Conçu pour un usage portable, le Tearaway original avait pour mission de promouvoir les fonctionnalités (tactile, gyroscopiques) de la PS Vita ; Tearaway Unfolded, du même studio, en est la « réimagination » adaptée à la manette PS4 : plus qu’un portage boosté au hardware de la console de salon de Sony, il s’agit d’un jeu de plateforme aux niveaux remodelés. Notre critique porte spécifiquement sur ce dernier. En son essence, Tearaway Unfolded est un jeu plutôt conservateur, qui ne casse avec aucun des codes du genre « plateforme » ; ses parcours sont composés à part égale de sauts précis et de sens du timing, avec une pincée d’affrontements « en arène » (rudimentaires et sans intérêt) et un soupçon de puzzles très légers. Comme dans Little Big Planet (la franchise-star du studio Media Molecule), son intérêt réside tout entier dans sa présentation visuelle, dont les idées les plus inventives irriguent parfois avec bonheur le champs du gameplay.


Le monde de Tearaway est un monde en carton-pâte, simulant une gigantesque maquette « fait-maison » avec l’idée de retrouver la chaleur de l’artisanal et de la vraie matière derrière le pixel – c’est l’atout « charme » des productions Media Molecule – : tout ce qui existe dans ce monde, des personnages au décor, pourrait avoir été confectionné en papier plié et collé, à l’exception des excellentes animations, bien virtuelles, elles, qui émulent le vent (sur la pelouse et soulevant les feuilles mortes) ou les mouvements de l’eau (rivières, cascades, ressac de la mer). Loin d’être limitative, cette contrainte permet aux artistes de Media Molecule de faire éclater leur talent dans la représentation d’environnements très divers, telles ces pelouses ensoleillées dont les bruns d’herbes sont figurés par des bandes de papier ondulant au vent, ce désert aux dunes de sables simulées par effets de collages, ou encore ce spectaculaire littoral en a-pic donnant sur une mer déchaînée, dont l’écume prend la forme de feuilles de papier blanc se roulant et se déroulant sans cesse.


Assez commun voire ennuyeux dans ses phases les plus classiques, le titre est à son meilleur quand il fait dialoguer la grammaire plateformesque (sauter, se rouler en boule) avec d’autres interactions plus démiurgiques, qui font du joueur un être tout puissant capable d’agir directement sur ce petit monde de papier.
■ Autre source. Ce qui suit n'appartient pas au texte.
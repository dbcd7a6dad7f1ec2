//! Browser geolocation as a one-shot async call.
//!
//! The position is read through `navigator.geolocation.getCurrentPosition`
//! with high accuracy and a 10 s timeout. Position objects are read with
//! `Reflect` so the code does not depend on which `web-sys` position type
//! names a given browser binding exposes.

#[cfg(test)]
#[path = "geolocation_test.rs"]
mod geolocation_test;

/// A device position in decimal degrees.
#[derive(Clone, Copy, Debug, PartialEq)]
pub struct Coords {
    pub lat: f64,
    pub lng: f64,
}

/// Why a position could not be obtained.
#[derive(Clone, Copy, Debug, PartialEq, Eq, thiserror::Error)]
pub enum GeoError {
    #[error("geolocation is not supported")]
    Unsupported,
    #[error("geolocation permission denied")]
    PermissionDenied,
    #[error("position unavailable")]
    Unavailable,
    #[error("geolocation timed out")]
    Timeout,
}

impl GeoError {
    /// Map a `GeolocationPositionError.code`.
    pub fn from_code(code: u16) -> Self {
        match code {
            1 => Self::PermissionDenied,
            3 => Self::Timeout,
            _ => Self::Unavailable,
        }
    }

    /// Indonesian message shown to the user.
    pub fn user_message(self) -> &'static str {
        match self {
            Self::Unsupported => "Browser Anda tidak mendukung geolokasi.",
            Self::PermissionDenied => {
                "Izin lokasi ditolak. Aktifkan akses lokasi di pengaturan browser untuk mencari toko terdekat."
            }
            Self::Unavailable => "Lokasi Anda tidak dapat ditentukan. Coba lagi beberapa saat.",
            Self::Timeout => "Waktu permintaan lokasi habis. Coba lagi.",
        }
    }
}

/// Ask the browser for the current position.
#[cfg(feature = "hydrate")]
pub async fn current_position() -> Result<Coords, GeoError> {
    use std::cell::RefCell;
    use std::rc::Rc;

    use js_sys::Reflect;
    use wasm_bindgen::JsCast as _;
    use wasm_bindgen::JsValue;
    use wasm_bindgen::closure::Closure;

    type Reply = futures::channel::oneshot::Sender<Result<Coords, GeoError>>;

    let window = web_sys::window().ok_or(GeoError::Unsupported)?;
    let navigator = window.navigator();
    if !Reflect::has(&navigator, &JsValue::from_str("geolocation")).unwrap_or(false) {
        return Err(GeoError::Unsupported);
    }
    let geolocation = navigator.geolocation().map_err(|_| GeoError::Unsupported)?;

    let (tx, rx) = futures::channel::oneshot::channel();
    let reply: Rc<RefCell<Option<Reply>>> = Rc::new(RefCell::new(Some(tx)));

    let reply_ok = reply.clone();
    let on_success = Closure::<dyn FnMut(JsValue)>::new(move |position: JsValue| {
        let result = read_coords(&position).ok_or(GeoError::Unavailable);
        if let Some(tx) = reply_ok.borrow_mut().take() {
            let _ = tx.send(result);
        }
    });
    let reply_err = reply;
    let on_error = Closure::<dyn FnMut(JsValue)>::new(move |error: JsValue| {
        let code = Reflect::get(&error, &JsValue::from_str("code"))
            .ok()
            .and_then(|v| v.as_f64())
            .unwrap_or(0.0);
        #[allow(clippy::cast_possible_truncation, clippy::cast_sign_loss)]
        let err = GeoError::from_code(code as u16);
        if let Some(tx) = reply_err.borrow_mut().take() {
            let _ = tx.send(Err(err));
        }
    });

    let options = js_sys::Object::new();
    let _ = Reflect::set(&options, &JsValue::from_str("enableHighAccuracy"), &JsValue::TRUE);
    let _ = Reflect::set(&options, &JsValue::from_str("timeout"), &JsValue::from_f64(10_000.0));
    let _ = Reflect::set(&options, &JsValue::from_str("maximumAge"), &JsValue::from_f64(0.0));

    geolocation
        .get_current_position_with_error_callback_and_options(
            on_success.as_ref().unchecked_ref(),
            Some(on_error.as_ref().unchecked_ref()),
            options.unchecked_ref(),
        )
        .map_err(|_| GeoError::Unsupported)?;

    let result = rx.await.unwrap_or(Err(GeoError::Unavailable));
    drop(on_success);
    drop(on_error);
    result
}

#[cfg(feature = "hydrate")]
fn read_coords(position: &wasm_bindgen::JsValue) -> Option<Coords> {
    use js_sys::Reflect;
    use wasm_bindgen::JsValue;

    let coords = Reflect::get(position, &JsValue::from_str("coords")).ok()?;
    let lat = Reflect::get(&coords, &JsValue::from_str("latitude")).ok()?.as_f64()?;
    let lng = Reflect::get(&coords, &JsValue::from_str("longitude")).ok()?.as_f64()?;
    Some(Coords { lat, lng })
}
//! Auth-session state for the current browser user.
//!
//! SYSTEM CONTEXT
//! ==============
//! Populated once at startup from `/users/me` (the backend session cookie is
//! set by the Google OAuth callback). Used by route guards and role-aware
//! navigation.

#[cfg(test)]
#[path = "auth_test.rs"]
mod auth_test;

use leptos::prelude::*;

use crate::net::types::{Role, User};

/// Authentication state tracking the current user and loading status.
#[derive(Clone, Debug, Default)]
pub struct AuthState {
    pub user: Option<User>,
    pub loading: bool,
}

impl AuthState {
    pub fn role(&self) -> Option<Role> {
        self.user.as_ref().map(|u| u.role)
    }

    /// Shop id of a logged-in merchant.
    pub fn shop_id(&self) -> Option<&str> {
        self.user
            .as_ref()
            .and_then(|u| u.shop.as_ref())
            .map(|s| s.id.as_str())
            .filter(|id| !id.is_empty())
    }

    pub fn user_id(&self) -> Option<&str> {
        self.user.as_ref().map(|u| u.id.as_str())
    }
}

/// Load the session user into `auth`. A failed lookup means "logged out".
pub fn load_session(auth: RwSignal<AuthState>) {
    auth.update(|a| a.loading = true);
    #[cfg(feature = "hydrate")]
    leptos::task::spawn_local(async move {
        let user = match crate::net::api::fetch_current_user().await {
            Ok(user) => Some(user),
            Err(e) => {
                leptos::logging::log!("no active session: {e}");
                None
            }
        };
        auth.update(|a| {
            a.user = user;
            a.loading = false;
        });
    });
}

/// End the backend session and clear local state.
pub fn sign_out(auth: RwSignal<AuthState>) {
    #[cfg(feature = "hydrate")]
    leptos::task::spawn_local(async move {
        if let Err(e) = crate::net::api::logout().await {
            leptos::logging::warn!("logout failed: {e}");
        }
        auth.update(|a| a.user = None);
        if let Some(w) = web_sys::window() {
            let _ = w.location().set_href("/login");
        }
    });
    #[cfg(not(feature = "hydrate"))]
    auth.update(|a| a.user = None);
}
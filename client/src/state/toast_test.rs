use super::*;

#[test]
fn push_assigns_increasing_ids() {
    let mut state = ToastState::default();
    let a = state.push(ToastKind::Success, "Tersimpan");
    let b = state.push(ToastKind::Error, "Gagal");
    assert!(b > a);
    assert_eq!(state.items.len(), 2);
}

#[test]
fn push_evicts_oldest_beyond_limit() {
    let mut state = ToastState::default();
    for i in 0..(MAX_TOASTS + 2) {
        state.push(ToastKind::Info, format!("pesan {i}"));
    }
    assert_eq!(state.items.len(), MAX_TOASTS);
    assert_eq!(state.items[0].message, "pesan 2");
}

#[test]
fn dismiss_removes_only_matching_toast() {
    let mut state = ToastState::default();
    let a = state.push(ToastKind::Info, "a");
    let b = state.push(ToastKind::Info, "b");
    state.dismiss(a);
    assert_eq!(state.items.len(), 1);
    assert_eq!(state.items[0].id, b);
    state.dismiss(999);
    assert_eq!(state.items.len(), 1);
}

#[test]
fn kind_classes_are_distinct() {
    assert_ne!(ToastKind::Success.class(), ToastKind::Error.class());
    assert!(ToastKind::Info.class().starts_with("toast "));
}
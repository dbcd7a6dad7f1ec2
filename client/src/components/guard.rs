//! Route guard wrapping protected pages.
//!
//! Anonymous users are redirected to `/login?next=...`; users with the wrong
//! role see a forbidden notice instead of the page.

use leptos::prelude::*;
use leptos::tachys::view::any_view::IntoAny;
use leptos_router::hooks::{use_location, use_navigate};

use crate::state::auth::AuthState;
use crate::util::auth::{Access, Requirement, access_for, install_unauth_redirect};

#[component]
pub fn RequireAccess(requirement: Requirement, children: ChildrenFn) -> impl IntoView {
    let auth = expect_context::<RwSignal<AuthState>>();
    let navigate = use_navigate();
    let location = use_location();
    let current = location.pathname.get_untracked();
    install_unauth_redirect(auth, requirement, current, navigate);

    let access = move || access_for(&auth.get(), requirement);

    view! {
        {move || match access() {
            Access::Allow => children().into_any(),
            Access::Pending | Access::Login => {
                view! { <div class="page-loading">"Memuat sesi..."</div> }.into_any()
            }
            Access::Forbidden => {
                view! {
                    <div class="page-forbidden">
                        <h2>"Akses ditolak"</h2>
                        <p>"Akun Anda tidak memiliki izin untuk membuka halaman ini."</p>
                        <a class="btn" href="/">"Kembali ke beranda"</a>
                    </div>
                }
                    .into_any()
            }
        }}
    }
}
//! Admin overview counters.

use leptos::prelude::*;

use crate::components::navbar::AdminNav;
use crate::net::api;
use crate::net::types::{Carousel, Category, Shop, ShopStatus};
use crate::pages::merchant::dashboard::StatCard;
use crate::pages::{ErrorBanner, load_into};
use crate::state::categories::flatten_tree;
use crate::state::shops::count_with_status;

#[component]
pub fn AdminDashboardPage() -> impl IntoView {
    let shops = RwSignal::new(Vec::<Shop>::new());
    let categories = RwSignal::new(Vec::<Category>::new());
    let slides = RwSignal::new(Vec::<Carousel>::new());
    let loading = RwSignal::new(false);
    let error = RwSignal::new(None::<String>);
    let aux_loading = RwSignal::new(false);
    let aux_error = RwSignal::new(None::<String>);

    let reload = Callback::new(move |()| {
        load_into(shops, loading, error, "Gagal memuat data toko", api::fetch_admin_shops);
        load_into(categories, aux_loading, aux_error, "Gagal memuat kategori", api::fetch_all_categories);
        load_into(slides, aux_loading, aux_error, "Gagal memuat carousel", api::fetch_carousel_admin);
    });
    reload.run(());

    let count = move |status: ShopStatus| Signal::derive(move || shops.with(|s| count_with_status(s, status)).to_string());

    view! {
        <div class="dashboard-page">
            <AdminNav/>
            <h1>"Ringkasan Admin"</h1>
            <ErrorBanner error=error on_retry=reload/>
            <ErrorBanner error=aux_error on_retry=reload/>
            <div class="stat-grid">
                <StatCard label="Total toko" value=Signal::derive(move || shops.with(Vec::len).to_string())/>
                <StatCard label="Menunggu verifikasi" value=count(ShopStatus::Pending)/>
                <StatCard label="Toko aktif" value=count(ShopStatus::Active)/>
                <StatCard label="Ditangguhkan" value=count(ShopStatus::Suspended)/>
                <StatCard
                    label="Kategori"
                    value=Signal::derive(move || categories.with(|c| flatten_tree(c).len()).to_string())
                />
                <StatCard
                    label="Slide aktif"
                    value=Signal::derive(move || slides.with(|s| s.iter().filter(|c| c.is_active).count()).to_string())
                />
            </div>
            <Show when=move || shops.with(|s| count_with_status(s, ShopStatus::Pending) > 0)>
                <a class="callout" href="/admin/shops">"Ada toko yang menunggu verifikasi. Tinjau sekarang."</a>
            </Show>
        </div>
    }
}
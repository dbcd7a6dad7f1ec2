//! Transient toast notifications.
//!
//! DESIGN
//! ======
//! One queue shared through context. Pages push a message after each
//! mutation; the toast host renders the queue and each entry expires on its
//! own timer in the browser.

#[cfg(test)]
#[path = "toast_test.rs"]
mod toast_test;

use leptos::prelude::*;

pub const MAX_TOASTS: usize = 4;
pub const TOAST_TTL_MS: u64 = 3_500;

#[derive(Clone, Copy, Debug, PartialEq, Eq)]
pub enum ToastKind {
    Success,
    Error,
    Info,
}

impl ToastKind {
    pub fn class(self) -> &'static str {
        match self {
            Self::Success => "toast toast--success",
            Self::Error => "toast toast--error",
            Self::Info => "toast toast--info",
        }
    }
}

#[derive(Clone, Debug, PartialEq, Eq)]
pub struct Toast {
    pub id: u64,
    pub kind: ToastKind,
    pub message: String,
}

#[derive(Clone, Debug, Default)]
pub struct ToastState {
    pub items: Vec<Toast>,
    next_id: u64,
}

impl ToastState {
    /// Queue a toast, evicting the oldest beyond [`MAX_TOASTS`].
    pub fn push(&mut self, kind: ToastKind, message: impl Into<String>) -> u64 {
        self.next_id += 1;
        let id = self.next_id;
        self.items.push(Toast { id, kind, message: message.into() });
        if self.items.len() > MAX_TOASTS {
            let excess = self.items.len() - MAX_TOASTS;
            self.items.drain(..excess);
        }
        id
    }

    pub fn dismiss(&mut self, id: u64) {
        self.items.retain(|t| t.id != id);
    }
}

/// Push a toast into the shared queue and schedule its expiry.
pub fn show_toast(toasts: RwSignal<ToastState>, kind: ToastKind, message: impl Into<String>) {
    let mut id = 0;
    toasts.update(|t| id = t.push(kind, message));
    #[cfg(feature = "hydrate")]
    leptos::task::spawn_local(async move {
        gloo_timers::future::sleep(std::time::Duration::from_millis(TOAST_TTL_MS)).await;
        toasts.update(|t| t.dismiss(id));
    });
    #[cfg(not(feature = "hydrate"))]
    let _ = id;
}
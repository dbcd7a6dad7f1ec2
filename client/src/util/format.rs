//! Display formatting for prices, dates and distances.
//!
//! Output follows Indonesian conventions: `.` groups thousands, `,` marks
//! decimals, month names are abbreviated in Bahasa Indonesia.

#[cfg(test)]
#[path = "format_test.rs"]
mod format_test;

const MONTHS: [&str; 12] = ["Jan", "Feb", "Mar", "Apr", "Mei", "Jun", "Jul", "Agu", "Sep", "Okt", "Nov", "Des"];

fn group_thousands(value: u64) -> String {
    let digits = value.to_string();
    let mut out = String::with_capacity(digits.len() + digits.len() / 3);
    for (i, ch) in digits.chars().enumerate() {
        if i > 0 && (digits.len() - i) % 3 == 0 {
            out.push('.');
        }
        out.push(ch);
    }
    out
}

/// Format an amount as whole Rupiah, e.g. `Rp 15.000`.
pub fn format_rupiah(amount: f64) -> String {
    if !amount.is_finite() {
        return "Rp 0".to_owned();
    }
    #[allow(clippy::cast_possible_truncation, clippy::cast_sign_loss)]
    let whole = amount.abs().round() as u64;
    let sign = if amount < 0.0 && whole > 0 { "-" } else { "" };
    format!("{sign}Rp {}", group_thousands(whole))
}

/// Format a distance in kilometres: metres below 1 km, one decimal above.
/// Parse a Rupiah amount as typed in Indonesian. Dots are thousands
/// separators, a comma marks decimals and a leading `Rp` is ignored.
pub fn parse_rupiah(raw: &str) -> Option<f64> {
    let cleaned: String = raw
        .trim()
        .trim_start_matches("Rp")
        .chars()
        .filter(|c| !c.is_whitespace() && *c != '.')
        .map(|c| if c == ',' { '.' } else { c })
        .collect();
    cleaned.parse::<f64>().ok().filter(|v| v.is_finite())
}

pub fn format_distance(km: f64) -> String {
    if !km.is_finite() || km < 0.0 {
        return "-".to_owned();
    }
    if km < 1.0 {
        #[allow(clippy::cast_possible_truncation, clippy::cast_sign_loss)]
        let metres = (km * 1000.0).round() as u64;
        return format!("{metres} m");
    }
    format!("{km:.1} km").replace('.', ",")
}

/// Parsed `YYYY-MM-DD[THH:MM]` prefix of an ISO-8601 timestamp.
fn parse_iso(raw: &str) -> Option<(u32, usize, u32, Option<(u32, u32)>)> {
    let date = raw.get(0..10)?;
    let mut parts = date.split('-');
    let year = parts.next()?.parse::<u32>().ok()?;
    let month = parts.next()?.parse::<usize>().ok()?;
    let day = parts.next()?.parse::<u32>().ok()?;
    if !(1..=12).contains(&month) || !(1..=31).contains(&day) {
        return None;
    }
    let time = raw.get(11..16).and_then(|hm| {
        let (h, m) = hm.split_once(':')?;
        Some((h.parse().ok()?, m.parse().ok()?))
    });
    Some((year, month, day, time))
}

/// `2026-01-05T10:00:00Z` → `5 Jan 2026`. Unparseable input is returned as is.
pub fn format_date(raw: &str) -> String {
    match parse_iso(raw) {
        Some((year, month, day, _)) => format!("{day} {} {year}", MONTHS[month - 1]),
        None => raw.to_owned(),
    }
}

/// `2026-01-05T10:00:00Z` → `5 Jan 2026, 10:00`.
pub fn format_datetime(raw: &str) -> String {
    match parse_iso(raw) {
        Some((year, month, day, Some((hour, minute)))) => {
            format!("{day} {} {year}, {hour:02}:{minute:02}", MONTHS[month - 1])
        }
        Some(_) => format_date(raw),
        None => raw.to_owned(),
    }
}
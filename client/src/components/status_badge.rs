//! Status pills for orders and shops.

use leptos::prelude::*;

use crate::net::types::{PaymentStatus, ShopStatus};
use crate::util::status::{order_status_class, order_status_label, shop_status_class, shop_status_label};

#[component]
pub fn OrderStatusBadge(status: PaymentStatus) -> impl IntoView {
    view! { <span class=order_status_class(status)>{order_status_label(status)}</span> }
}

#[component]
pub fn ShopStatusBadge(status: ShopStatus) -> impl IntoView {
    view! { <span class=shop_status_class(status)>{shop_status_label(status)}</span> }
}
Au rang des interactions notables, citons la capacité d’illuminer le niveau, via une lampe qui nous donne le pouvoir de réveiller les vraies textures du monde camouflées sous un vilain papier-journal, ou encore de faire pousser des plateforme végétales. Puis vient le pouvoir du vent, qui permet de faire souffler des bourrasques en glissant le doigt sur le pavé tactile de la manette PS4 : les meilleurs moments du jeu reposent sur son utilisation, déclenchée par une simple pichenette, qui suffit pourtant à secouer tout l’environnement de jeu, à faire trembler des châteaux, à plier et déplier des pans entiers de montagne comme on tourne les pages d’un livre pour faire apparaître un chemin, et même à traverser une mer en séparant ses eaux tel Moïse. Cette idée ludique est ce qui permet à Tearaway Unfolded de s’éloigner au plus loin des écueils de son genre, et d’approcher de l’idéal d’une interaction la plus directe possible avec sa « matière ».


Dommage, donc, que le jeu n’en reste pas là, à cette sorte de précis vidéo-ludique sur l’art de l’origami appliqué au décor par l’entremise des interactions tactiles, et remplisse la plupart de sa seconde moitié (passées les découvertes) de ce qu’il a de moins captivant : de la plateforme au level-design insipide, parfois entravée par des angles de vues peu commodes, et dont le niveau prétendument le plus original, celui du monde de la page blanche où le chemin se déplie en direct sous nos pas comme pur parcours d’adresse, est aussi l’un des moins inspirés. C’est donc sur un goût de trop peu et une relative lassitude que l’on quitte Tearaway Unfolded, avec tout de même le souvenir de ses beaux moments où, par la grâce du tactile, une prise directe assez jouissive nous est donnée sur son décor.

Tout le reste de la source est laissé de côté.